# [SUPPLIED MATERIAL]
※ ※ ※

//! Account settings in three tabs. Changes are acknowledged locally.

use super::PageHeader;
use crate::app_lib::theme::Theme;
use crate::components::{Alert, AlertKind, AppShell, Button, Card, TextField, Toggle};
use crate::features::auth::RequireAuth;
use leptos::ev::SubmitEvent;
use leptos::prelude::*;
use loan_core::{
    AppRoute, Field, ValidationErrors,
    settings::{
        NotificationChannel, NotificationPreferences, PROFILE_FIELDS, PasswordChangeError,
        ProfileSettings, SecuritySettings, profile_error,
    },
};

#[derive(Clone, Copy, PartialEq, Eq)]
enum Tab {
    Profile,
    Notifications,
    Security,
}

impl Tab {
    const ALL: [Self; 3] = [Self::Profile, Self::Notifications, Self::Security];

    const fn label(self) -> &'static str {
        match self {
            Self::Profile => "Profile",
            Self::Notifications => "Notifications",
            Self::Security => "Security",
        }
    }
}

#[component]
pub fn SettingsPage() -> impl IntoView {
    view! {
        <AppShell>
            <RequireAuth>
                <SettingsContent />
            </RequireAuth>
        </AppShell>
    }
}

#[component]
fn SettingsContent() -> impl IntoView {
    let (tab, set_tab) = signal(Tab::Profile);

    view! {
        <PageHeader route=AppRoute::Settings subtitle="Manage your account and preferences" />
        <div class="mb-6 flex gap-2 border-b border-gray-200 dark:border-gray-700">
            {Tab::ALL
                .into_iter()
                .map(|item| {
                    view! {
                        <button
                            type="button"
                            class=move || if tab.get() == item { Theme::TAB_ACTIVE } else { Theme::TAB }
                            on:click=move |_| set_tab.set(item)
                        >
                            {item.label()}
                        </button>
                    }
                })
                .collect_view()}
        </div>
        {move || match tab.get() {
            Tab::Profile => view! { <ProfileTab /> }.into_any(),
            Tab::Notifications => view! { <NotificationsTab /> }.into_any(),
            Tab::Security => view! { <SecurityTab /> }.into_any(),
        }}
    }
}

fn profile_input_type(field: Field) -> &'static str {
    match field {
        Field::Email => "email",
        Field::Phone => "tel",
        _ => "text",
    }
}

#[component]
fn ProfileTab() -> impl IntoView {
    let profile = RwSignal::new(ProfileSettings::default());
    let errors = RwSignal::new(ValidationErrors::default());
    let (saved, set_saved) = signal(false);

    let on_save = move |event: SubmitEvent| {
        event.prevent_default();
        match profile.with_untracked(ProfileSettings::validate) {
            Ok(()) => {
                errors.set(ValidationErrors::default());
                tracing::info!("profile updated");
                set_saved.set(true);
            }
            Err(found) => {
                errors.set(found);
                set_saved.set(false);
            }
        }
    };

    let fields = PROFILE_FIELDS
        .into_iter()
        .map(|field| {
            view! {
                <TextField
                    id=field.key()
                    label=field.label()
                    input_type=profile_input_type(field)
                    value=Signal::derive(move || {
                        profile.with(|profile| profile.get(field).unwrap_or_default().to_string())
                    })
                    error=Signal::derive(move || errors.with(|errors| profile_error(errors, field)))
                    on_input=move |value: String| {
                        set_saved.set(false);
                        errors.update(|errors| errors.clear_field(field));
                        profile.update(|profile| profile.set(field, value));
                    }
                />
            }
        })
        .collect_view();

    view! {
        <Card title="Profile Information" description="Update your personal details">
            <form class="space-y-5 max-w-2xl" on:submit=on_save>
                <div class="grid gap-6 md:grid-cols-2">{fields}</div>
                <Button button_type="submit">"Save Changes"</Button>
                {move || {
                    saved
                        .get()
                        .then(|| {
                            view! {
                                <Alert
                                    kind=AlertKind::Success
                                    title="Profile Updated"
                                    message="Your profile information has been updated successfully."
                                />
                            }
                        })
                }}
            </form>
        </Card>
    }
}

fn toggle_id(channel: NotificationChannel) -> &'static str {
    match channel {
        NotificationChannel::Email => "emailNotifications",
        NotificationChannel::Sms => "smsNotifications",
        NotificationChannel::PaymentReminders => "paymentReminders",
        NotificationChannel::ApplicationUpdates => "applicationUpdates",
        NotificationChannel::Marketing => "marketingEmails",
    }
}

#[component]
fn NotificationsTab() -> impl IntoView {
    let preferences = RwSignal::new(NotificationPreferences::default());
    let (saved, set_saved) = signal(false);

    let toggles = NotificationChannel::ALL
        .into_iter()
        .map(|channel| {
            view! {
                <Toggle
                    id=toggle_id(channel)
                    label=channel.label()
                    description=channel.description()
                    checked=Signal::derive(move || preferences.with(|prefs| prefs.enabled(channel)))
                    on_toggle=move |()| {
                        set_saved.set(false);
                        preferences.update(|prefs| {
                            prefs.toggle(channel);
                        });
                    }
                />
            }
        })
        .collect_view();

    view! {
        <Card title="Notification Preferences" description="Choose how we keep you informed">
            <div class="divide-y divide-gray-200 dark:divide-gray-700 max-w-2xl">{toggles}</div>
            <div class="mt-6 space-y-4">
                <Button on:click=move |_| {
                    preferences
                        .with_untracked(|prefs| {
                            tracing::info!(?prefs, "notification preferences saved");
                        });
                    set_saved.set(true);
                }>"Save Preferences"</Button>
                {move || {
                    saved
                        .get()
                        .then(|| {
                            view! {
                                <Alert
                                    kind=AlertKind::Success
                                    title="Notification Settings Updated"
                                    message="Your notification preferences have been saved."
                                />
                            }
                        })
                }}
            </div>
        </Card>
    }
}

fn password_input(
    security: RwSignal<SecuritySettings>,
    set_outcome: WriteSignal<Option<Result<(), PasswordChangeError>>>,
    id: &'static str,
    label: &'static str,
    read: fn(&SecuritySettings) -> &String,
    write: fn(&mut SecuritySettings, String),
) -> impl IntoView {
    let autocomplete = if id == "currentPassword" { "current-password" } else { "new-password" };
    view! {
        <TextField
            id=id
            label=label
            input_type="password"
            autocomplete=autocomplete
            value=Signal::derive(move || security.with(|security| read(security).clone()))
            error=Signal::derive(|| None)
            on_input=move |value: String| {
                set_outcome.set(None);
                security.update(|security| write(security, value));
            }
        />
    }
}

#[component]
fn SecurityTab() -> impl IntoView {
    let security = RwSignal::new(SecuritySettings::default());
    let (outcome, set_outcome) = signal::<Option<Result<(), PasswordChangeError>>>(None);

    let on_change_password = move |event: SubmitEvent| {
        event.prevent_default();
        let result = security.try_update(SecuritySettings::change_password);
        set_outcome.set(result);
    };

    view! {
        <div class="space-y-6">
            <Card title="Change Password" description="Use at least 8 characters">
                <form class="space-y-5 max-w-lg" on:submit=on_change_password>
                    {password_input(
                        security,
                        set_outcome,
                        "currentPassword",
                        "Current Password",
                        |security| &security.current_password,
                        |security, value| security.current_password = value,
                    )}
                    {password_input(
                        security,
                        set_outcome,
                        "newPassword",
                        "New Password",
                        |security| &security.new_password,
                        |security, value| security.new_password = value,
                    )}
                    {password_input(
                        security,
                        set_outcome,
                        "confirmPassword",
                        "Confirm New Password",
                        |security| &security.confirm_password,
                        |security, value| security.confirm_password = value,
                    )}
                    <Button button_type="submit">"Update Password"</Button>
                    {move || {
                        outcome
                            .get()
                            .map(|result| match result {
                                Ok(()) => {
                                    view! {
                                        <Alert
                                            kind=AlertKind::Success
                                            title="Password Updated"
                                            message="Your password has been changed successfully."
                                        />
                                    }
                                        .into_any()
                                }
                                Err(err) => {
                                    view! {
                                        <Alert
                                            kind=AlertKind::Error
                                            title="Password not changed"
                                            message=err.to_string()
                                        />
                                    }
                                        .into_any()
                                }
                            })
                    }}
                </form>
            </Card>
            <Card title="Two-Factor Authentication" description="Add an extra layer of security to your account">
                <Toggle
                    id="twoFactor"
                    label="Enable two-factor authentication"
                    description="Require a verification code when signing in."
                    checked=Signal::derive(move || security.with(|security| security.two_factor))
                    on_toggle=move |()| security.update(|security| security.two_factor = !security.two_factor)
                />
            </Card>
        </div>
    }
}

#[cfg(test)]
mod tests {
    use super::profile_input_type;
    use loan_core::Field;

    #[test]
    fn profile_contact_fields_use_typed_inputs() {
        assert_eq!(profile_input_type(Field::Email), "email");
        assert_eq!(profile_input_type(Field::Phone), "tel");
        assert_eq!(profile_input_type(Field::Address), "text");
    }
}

※ ※ ※

Scan the lines above for "use crate::app_lib::theme::Theme;" and for "your account and". Repeat exactly the line holding each of them and every line in between.

use crate::app_lib::theme::Theme;
use crate::components::{Alert, AlertKind, AppShell, Button, Card, TextField, Toggle};
use crate::features::auth::RequireAuth;
use leptos::ev::SubmitEvent;
use leptos::prelude::*;
use loan_core::{
    AppRoute, Field, ValidationErrors,
    settings::{
        NotificationChannel, NotificationPreferences, PROFILE_FIELDS, PasswordChangeError,
        ProfileSettings, SecuritySettings, profile_error,
    },
};

#[derive(Clone, Copy, PartialEq, Eq)]
enum Tab {
    Profile,
    Notifications,
    Security,
}

impl Tab {
    const ALL: [Self; 3] = [Self::Profile, Self::Notifications, Self::Security];

    const fn label(self) -> &'static str {
        match self {
            Self::Profile => "Profile",
            Self::Notifications => "Notifications",
            Self::Security => "Security",
        }
    }
}

#[component]
pub fn SettingsPage() -> impl IntoView {
    view! {
        <AppShell>
            <RequireAuth>
                <SettingsContent />
            </RequireAuth>
        </AppShell>
    }
}

#[component]
fn SettingsContent() -> impl IntoView {
    let (tab, set_tab) = signal(Tab::Profile);

    view! {
        <PageHeader route=AppRoute::Settings subtitle="Manage your account and preferences" />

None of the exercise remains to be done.